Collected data
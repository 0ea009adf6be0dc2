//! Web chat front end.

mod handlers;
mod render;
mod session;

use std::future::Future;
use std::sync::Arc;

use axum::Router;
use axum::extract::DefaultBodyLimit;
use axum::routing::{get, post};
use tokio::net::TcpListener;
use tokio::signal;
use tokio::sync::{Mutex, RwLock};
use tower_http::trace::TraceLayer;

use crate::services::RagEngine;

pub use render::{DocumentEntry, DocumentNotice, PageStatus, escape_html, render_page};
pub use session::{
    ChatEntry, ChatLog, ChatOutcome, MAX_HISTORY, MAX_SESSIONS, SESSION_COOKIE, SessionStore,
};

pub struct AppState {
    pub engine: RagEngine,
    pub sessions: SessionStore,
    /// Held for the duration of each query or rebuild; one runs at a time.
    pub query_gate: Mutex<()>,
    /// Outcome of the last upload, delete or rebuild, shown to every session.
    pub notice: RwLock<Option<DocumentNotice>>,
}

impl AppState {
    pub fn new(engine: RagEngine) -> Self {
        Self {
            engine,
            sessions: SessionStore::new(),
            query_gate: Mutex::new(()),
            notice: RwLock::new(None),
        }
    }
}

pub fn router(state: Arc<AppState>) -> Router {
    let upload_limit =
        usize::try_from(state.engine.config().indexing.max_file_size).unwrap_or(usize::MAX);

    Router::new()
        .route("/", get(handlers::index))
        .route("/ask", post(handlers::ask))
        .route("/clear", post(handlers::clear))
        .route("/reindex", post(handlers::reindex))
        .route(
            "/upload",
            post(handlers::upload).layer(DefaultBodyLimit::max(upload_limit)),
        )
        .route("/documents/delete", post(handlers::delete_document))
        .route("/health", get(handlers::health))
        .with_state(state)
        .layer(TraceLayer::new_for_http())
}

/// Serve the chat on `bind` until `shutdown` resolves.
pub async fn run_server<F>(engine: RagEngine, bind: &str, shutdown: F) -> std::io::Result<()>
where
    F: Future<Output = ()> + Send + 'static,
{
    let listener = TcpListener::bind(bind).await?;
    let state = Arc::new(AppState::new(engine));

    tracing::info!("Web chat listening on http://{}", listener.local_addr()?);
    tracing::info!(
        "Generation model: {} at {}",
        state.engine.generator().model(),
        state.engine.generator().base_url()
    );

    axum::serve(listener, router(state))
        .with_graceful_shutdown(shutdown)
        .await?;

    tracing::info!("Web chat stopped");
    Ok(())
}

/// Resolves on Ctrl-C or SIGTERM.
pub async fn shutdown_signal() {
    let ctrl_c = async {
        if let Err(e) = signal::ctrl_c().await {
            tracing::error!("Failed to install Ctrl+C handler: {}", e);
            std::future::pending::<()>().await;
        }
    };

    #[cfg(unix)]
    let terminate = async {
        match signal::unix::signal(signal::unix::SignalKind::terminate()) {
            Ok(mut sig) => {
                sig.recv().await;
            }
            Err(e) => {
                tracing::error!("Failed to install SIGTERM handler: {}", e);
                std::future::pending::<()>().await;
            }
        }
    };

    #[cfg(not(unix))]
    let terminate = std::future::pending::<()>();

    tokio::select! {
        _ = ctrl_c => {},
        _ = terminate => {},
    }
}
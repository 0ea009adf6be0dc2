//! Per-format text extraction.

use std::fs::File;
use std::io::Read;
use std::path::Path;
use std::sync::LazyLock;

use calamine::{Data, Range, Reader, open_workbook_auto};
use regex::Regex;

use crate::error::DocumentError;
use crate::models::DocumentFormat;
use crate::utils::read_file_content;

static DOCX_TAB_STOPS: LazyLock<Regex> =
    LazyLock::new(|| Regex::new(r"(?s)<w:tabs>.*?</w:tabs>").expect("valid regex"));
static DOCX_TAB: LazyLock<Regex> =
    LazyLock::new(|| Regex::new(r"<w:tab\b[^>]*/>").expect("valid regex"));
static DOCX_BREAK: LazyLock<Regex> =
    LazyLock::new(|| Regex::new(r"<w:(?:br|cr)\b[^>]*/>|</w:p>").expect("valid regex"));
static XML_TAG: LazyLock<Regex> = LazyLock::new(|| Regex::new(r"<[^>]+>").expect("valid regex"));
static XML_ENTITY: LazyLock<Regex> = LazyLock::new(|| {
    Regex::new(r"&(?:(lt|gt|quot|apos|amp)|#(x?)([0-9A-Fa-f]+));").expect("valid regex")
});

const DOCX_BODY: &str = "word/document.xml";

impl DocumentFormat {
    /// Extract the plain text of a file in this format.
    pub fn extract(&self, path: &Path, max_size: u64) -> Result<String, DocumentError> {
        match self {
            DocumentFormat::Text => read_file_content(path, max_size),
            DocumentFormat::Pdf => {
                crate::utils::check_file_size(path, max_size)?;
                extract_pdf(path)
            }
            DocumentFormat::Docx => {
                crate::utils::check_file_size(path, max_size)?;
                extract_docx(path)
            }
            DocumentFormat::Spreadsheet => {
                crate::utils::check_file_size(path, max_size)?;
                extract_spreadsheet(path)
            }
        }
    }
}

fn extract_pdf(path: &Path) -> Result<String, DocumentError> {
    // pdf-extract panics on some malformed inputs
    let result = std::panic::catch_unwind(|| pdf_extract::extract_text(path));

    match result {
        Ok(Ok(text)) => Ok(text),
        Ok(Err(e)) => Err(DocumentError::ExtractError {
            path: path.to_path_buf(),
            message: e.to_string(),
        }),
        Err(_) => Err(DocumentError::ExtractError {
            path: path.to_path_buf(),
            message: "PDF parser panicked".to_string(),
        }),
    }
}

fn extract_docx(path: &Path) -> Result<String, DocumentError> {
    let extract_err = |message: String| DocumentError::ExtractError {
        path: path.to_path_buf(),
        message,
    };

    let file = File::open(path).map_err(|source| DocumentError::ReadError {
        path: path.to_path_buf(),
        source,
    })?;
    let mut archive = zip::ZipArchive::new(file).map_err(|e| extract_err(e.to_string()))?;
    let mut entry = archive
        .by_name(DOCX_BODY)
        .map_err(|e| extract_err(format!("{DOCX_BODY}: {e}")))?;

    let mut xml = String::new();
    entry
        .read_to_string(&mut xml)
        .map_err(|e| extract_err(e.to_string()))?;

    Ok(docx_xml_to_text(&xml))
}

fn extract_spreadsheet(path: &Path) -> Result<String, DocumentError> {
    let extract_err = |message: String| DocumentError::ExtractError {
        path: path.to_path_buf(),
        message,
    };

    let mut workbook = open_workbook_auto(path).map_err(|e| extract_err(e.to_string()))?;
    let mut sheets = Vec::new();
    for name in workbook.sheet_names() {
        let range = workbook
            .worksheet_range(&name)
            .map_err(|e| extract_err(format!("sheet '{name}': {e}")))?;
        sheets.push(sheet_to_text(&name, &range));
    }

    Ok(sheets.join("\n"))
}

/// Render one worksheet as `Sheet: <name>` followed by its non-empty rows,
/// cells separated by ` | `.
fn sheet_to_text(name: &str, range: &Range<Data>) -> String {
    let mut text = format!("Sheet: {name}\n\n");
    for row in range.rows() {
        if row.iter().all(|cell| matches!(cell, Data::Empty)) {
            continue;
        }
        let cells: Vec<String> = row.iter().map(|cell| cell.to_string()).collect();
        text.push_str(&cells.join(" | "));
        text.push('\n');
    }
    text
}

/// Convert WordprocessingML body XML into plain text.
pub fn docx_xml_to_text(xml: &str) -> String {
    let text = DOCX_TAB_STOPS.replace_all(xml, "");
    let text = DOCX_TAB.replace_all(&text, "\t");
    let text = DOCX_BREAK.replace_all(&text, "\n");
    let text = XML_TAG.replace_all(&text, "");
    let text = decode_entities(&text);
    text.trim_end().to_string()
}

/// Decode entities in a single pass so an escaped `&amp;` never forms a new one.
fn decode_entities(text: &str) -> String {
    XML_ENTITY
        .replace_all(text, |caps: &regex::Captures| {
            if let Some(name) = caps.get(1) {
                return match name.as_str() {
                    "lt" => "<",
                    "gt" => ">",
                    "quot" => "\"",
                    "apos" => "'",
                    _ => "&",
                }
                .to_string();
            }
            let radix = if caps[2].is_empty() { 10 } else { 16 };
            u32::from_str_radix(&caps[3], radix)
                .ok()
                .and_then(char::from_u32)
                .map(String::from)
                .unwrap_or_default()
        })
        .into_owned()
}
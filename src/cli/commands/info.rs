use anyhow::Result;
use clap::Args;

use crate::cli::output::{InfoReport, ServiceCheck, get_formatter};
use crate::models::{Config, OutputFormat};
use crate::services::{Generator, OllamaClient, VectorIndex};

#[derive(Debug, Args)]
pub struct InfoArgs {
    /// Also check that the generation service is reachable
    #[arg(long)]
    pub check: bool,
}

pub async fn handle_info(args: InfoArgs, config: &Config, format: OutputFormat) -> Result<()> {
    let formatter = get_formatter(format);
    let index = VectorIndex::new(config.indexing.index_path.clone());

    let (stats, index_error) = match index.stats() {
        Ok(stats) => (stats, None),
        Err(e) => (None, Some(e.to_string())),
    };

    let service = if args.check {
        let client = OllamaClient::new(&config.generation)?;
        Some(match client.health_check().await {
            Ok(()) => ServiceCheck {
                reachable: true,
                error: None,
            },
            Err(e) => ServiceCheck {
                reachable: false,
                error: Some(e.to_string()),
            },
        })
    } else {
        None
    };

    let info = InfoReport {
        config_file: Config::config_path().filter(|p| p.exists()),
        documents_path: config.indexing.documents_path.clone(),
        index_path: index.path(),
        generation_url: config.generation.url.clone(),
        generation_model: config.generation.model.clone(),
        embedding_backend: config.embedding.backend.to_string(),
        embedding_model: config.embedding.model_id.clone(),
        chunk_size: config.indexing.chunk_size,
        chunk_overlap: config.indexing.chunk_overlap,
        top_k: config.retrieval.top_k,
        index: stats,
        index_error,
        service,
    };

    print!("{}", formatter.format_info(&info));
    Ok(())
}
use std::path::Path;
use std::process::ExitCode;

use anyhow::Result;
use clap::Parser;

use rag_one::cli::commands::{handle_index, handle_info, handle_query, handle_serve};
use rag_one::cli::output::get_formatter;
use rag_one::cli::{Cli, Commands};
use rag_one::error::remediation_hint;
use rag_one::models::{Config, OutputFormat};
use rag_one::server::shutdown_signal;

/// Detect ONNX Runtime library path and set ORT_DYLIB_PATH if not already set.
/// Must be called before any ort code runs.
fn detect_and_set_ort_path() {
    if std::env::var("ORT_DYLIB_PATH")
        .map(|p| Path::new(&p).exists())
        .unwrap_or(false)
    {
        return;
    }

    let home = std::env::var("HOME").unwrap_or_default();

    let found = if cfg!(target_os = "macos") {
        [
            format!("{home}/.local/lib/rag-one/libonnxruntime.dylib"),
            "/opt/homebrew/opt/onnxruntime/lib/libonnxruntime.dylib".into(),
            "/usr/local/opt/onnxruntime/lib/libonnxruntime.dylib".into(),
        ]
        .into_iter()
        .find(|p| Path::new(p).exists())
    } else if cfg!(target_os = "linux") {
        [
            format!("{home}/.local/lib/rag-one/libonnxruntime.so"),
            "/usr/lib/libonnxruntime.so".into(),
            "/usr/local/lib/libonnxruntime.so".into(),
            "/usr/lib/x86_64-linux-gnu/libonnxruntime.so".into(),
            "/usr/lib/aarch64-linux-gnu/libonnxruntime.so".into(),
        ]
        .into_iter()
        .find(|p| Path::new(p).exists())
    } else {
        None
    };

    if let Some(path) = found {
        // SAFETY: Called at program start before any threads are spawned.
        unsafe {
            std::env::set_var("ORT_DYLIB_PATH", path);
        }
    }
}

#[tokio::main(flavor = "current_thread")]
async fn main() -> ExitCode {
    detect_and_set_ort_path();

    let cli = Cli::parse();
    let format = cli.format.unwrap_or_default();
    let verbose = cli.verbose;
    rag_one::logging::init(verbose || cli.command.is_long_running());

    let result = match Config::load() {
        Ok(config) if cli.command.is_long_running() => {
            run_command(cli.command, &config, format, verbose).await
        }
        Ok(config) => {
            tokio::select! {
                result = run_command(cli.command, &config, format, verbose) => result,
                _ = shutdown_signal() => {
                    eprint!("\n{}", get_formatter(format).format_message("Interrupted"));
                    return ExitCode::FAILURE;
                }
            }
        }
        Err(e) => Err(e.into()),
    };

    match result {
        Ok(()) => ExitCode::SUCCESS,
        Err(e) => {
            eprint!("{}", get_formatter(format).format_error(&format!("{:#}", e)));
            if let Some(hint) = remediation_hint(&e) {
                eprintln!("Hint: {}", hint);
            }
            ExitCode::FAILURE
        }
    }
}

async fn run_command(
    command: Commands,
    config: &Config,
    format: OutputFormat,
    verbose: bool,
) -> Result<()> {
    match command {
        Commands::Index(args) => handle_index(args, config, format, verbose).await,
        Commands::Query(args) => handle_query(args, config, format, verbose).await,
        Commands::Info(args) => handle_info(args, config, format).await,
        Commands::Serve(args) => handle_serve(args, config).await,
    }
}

■ TASK GOAL
Nothing but a number is expected here: the number of lines above that hold the word "found".

■ EXERCISE RESPONSE
2